As for that particular usage of "natural," I admit that it has always grated, because it's coming very close to redefining the word to mean "wines that I like." And if someone wants to use the word that way, OK for them, but then they're conceding that the word doesn't mean anything, can't mean anything, and hasn't ever meant anything apart from "wines I like," in which case it's of no use as a shared concept, and I wonder why we bother talking about it at all...whether or not some are recanting their usage. We already have an obnoxious way to refer to wines we like while pretending we mean something else: unspoofed. Why do we need another?
I take Eric's point on this issue to be a little more nuanced: "natural" or not, there's no way a grape pushed to and beyond its limits (whether by nature or by man) is going to express terroir as well as a grape to which this hasn't occurred, whether or not the winemaker is making what some might call "natural" wine.
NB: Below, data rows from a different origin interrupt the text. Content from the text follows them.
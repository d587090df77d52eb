use ratatui::{
    buffer::Buffer,
    layout::Rect,
    style::{Modifier, Style},
    widgets::{Block, Borders, Clear, Paragraph, Widget, Wrap},
};

use crate::config::Theme;
use crate::toast::{Toast, ToastKind};

/// Newest toast, drawn in the top-right corner over whatever is below
pub struct ToastView<'a> {
    toast: &'a Toast,
    theme: &'a Theme,
}

impl<'a> ToastView<'a> {
    pub fn new(toast: &'a Toast, theme: &'a Theme) -> Self {
        Self { toast, theme }
    }

    /// Where the toast goes inside `area`
    pub fn area(&self, area: Rect) -> Rect {
        let width = (self.toast.message.chars().count() as u16 + 4)
            .min(area.width)
            .max(12.min(area.width));
        let height = 3.min(area.height);
        Rect::new(
            area.x + area.width.saturating_sub(width + 1),
            area.y + 1.min(area.height.saturating_sub(height)),
            width,
            height,
        )
    }
}

impl Widget for ToastView<'_> {
    fn render(self, area: Rect, buf: &mut Buffer) {
        let color = match self.toast.kind {
            ToastKind::Success => self.theme.get("success"),
            ToastKind::Info => self.theme.get("info"),
            ToastKind::Warning => self.theme.get("warning"),
            ToastKind::Error => self.theme.get("error"),
        };
        let rect = self.area(area);
        Clear.render(rect, buf);
        Paragraph::new(self.toast.message.as_str())
            .style(Style::default().fg(color).add_modifier(Modifier::BOLD))
            .wrap(Wrap { trim: true })
            .block(
                Block::default()
                    .borders(Borders::ALL)
                    .border_style(Style::default().fg(color)),
            )
            .render(rect, buf);
    }
}
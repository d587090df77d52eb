//! Undo/redo history over whole-grid snapshots.

use serde::{Deserialize, Serialize};
use std::collections::VecDeque;

use crate::row::{CellCoord, Rows};

/// Default number of undo steps kept
pub const DEFAULT_MAX_HISTORY: usize = 50;

/// What one undo step restores: the rows and the cell that was being edited.
///
/// This is also the persisted `{rows, editingCell}` envelope.
#[derive(Debug, Clone, PartialEq, Eq, Serialize, Deserialize)]
pub struct GridSnapshot {
    pub rows: Rows,
    #[serde(rename = "editingCell", default)]
    pub cursor: Option<CellCoord>,
}

impl GridSnapshot {
    pub fn new(rows: Rows) -> Self {
        Self { rows, cursor: None }
    }
}

/// Linear undo/redo stack with a bounded past.
///
/// `undo`/`redo` raise a guard that suppresses `commit` until `settle` is
/// called, so applying a restored snapshot is never recorded as a new edit.
#[derive(Debug, Clone)]
pub struct History<S> {
    past: VecDeque<S>,
    present: S,
    future: VecDeque<S>,
    max_entries: usize,
    restoring: bool,
}

impl<S: Clone + PartialEq> History<S> {
    pub fn new(initial: S, max_entries: usize) -> Self {
        Self {
            past: VecDeque::new(),
            present: initial,
            future: VecDeque::new(),
            max_entries,
            restoring: false,
        }
    }

    pub fn present(&self) -> &S {
        &self.present
    }

    /// Record `next` as a new state. Returns false when nothing was recorded
    /// (state unchanged, or an undo/redo is still being applied).
    pub fn commit(&mut self, next: S) -> bool {
        if self.restoring || next == self.present {
            return false;
        }
        let previous = std::mem::replace(&mut self.present, next);
        self.past.push_back(previous);
        while self.past.len() > self.max_entries {
            self.past.pop_front();
        }
        self.future.clear();
        true
    }

    /// Change the present state in place without creating an undo step
    pub fn amend_present(&mut self, f: impl FnOnce(&mut S)) {
        f(&mut self.present);
    }

    pub fn undo(&mut self) -> Option<&S> {
        let previous = self.past.pop_back()?;
        let current = std::mem::replace(&mut self.present, previous);
        self.future.push_front(current);
        self.restoring = true;
        Some(&self.present)
    }

    pub fn redo(&mut self) -> Option<&S> {
        let next = self.future.pop_front()?;
        let current = std::mem::replace(&mut self.present, next);
        self.past.push_back(current);
        self.restoring = true;
        Some(&self.present)
    }

    /// Lower the undo/redo guard once the restored state has been applied
    pub fn settle(&mut self) {
        self.restoring = false;
    }

    pub fn is_restoring(&self) -> bool {
        self.restoring
    }

    pub fn can_undo(&self) -> bool {
        !self.past.is_empty()
    }

    pub fn can_redo(&self) -> bool {
        !self.future.is_empty()
    }

    pub fn past_len(&self) -> usize {
        self.past.len()
    }

    pub fn future_len(&self) -> usize {
        self.future.len()
    }

}

impl History<GridSnapshot> {
    /// Remember where the user is typing without recording an undo step
    pub fn set_present_cursor(&mut self, cursor: Option<CellCoord>) {
        self.amend_present(|snapshot| snapshot.cursor = cursor);
    }
}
By his definition, this obviously follows, because he's considering a whole, finished, and cultural product. But even from mine, it does in the sense that we're talking about the expression of terroir (which I understand to be the ability to sense it in the wine), not terroir itself. I don't think the views are incompatible, in the sense that whether one embraces or rejects the tenets of "natural" winemaking, one is not released from the obligation to arrange the marriage of site and variety/ies with care, should one wish to make a good, terroir-revelatory wine.